- Problem to solve: If a line of the entries below includes the word "configuration", it counts; state the total and nothing further.

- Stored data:
►

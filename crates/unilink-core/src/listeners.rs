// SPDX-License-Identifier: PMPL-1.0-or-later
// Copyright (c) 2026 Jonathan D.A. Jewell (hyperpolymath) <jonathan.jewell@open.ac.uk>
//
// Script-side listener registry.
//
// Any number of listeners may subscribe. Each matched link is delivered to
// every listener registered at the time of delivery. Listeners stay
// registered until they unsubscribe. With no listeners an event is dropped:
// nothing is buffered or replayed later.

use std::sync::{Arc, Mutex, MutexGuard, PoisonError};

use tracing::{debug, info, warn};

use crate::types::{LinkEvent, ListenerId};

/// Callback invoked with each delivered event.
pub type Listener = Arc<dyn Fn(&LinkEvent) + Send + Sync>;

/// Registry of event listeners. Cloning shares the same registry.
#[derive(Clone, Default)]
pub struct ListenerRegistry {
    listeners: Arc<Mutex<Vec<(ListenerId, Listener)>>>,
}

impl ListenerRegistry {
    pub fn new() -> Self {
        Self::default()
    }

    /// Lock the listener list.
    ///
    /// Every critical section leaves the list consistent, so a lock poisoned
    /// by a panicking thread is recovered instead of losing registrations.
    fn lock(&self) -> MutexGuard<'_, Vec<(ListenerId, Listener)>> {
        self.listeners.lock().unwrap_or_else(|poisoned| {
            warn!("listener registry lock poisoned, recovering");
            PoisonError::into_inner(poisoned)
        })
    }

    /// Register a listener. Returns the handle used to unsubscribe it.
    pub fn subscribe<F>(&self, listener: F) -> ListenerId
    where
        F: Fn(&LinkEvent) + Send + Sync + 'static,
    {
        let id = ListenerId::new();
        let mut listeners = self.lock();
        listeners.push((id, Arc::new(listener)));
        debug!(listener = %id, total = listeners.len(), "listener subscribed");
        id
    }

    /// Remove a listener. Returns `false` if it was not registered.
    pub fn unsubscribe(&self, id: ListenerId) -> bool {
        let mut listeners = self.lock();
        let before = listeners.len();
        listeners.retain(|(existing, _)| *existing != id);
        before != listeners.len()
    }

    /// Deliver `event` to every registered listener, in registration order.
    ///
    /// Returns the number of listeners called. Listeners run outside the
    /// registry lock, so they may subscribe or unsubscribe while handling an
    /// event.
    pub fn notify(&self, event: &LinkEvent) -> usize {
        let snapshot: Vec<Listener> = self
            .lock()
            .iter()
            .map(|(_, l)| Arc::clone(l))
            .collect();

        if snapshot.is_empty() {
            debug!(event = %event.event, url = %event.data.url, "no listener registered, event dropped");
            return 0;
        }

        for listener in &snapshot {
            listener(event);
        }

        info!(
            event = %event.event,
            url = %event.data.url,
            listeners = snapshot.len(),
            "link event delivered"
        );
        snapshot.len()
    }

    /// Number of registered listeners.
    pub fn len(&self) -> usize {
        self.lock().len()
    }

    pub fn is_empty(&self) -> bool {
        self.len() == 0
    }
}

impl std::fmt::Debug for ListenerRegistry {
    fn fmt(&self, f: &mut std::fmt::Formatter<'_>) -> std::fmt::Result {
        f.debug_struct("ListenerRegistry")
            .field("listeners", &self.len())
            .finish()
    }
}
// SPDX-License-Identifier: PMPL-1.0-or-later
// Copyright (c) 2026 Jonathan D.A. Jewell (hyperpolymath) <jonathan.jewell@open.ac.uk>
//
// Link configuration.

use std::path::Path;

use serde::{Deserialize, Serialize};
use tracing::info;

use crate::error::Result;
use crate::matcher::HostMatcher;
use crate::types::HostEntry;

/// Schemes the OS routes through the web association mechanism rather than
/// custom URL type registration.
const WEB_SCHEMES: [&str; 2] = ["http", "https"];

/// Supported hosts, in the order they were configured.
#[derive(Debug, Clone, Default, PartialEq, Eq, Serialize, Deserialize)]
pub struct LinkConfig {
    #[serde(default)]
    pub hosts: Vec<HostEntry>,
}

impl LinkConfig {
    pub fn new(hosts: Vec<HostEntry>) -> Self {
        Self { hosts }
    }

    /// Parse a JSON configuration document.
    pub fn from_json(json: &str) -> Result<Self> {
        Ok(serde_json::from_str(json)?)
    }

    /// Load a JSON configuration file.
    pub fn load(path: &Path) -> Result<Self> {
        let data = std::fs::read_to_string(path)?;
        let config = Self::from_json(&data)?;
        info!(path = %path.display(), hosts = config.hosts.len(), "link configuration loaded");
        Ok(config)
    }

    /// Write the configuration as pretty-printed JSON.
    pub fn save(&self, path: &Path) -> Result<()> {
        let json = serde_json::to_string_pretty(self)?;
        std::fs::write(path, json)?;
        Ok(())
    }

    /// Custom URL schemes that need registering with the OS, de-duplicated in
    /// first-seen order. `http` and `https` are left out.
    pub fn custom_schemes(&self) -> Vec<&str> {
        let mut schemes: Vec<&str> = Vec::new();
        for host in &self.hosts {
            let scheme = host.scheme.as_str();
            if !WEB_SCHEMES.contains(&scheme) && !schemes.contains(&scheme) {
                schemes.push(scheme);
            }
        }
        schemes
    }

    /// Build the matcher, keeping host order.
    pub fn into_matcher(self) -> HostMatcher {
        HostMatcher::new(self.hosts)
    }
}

◄

- Task solution: 5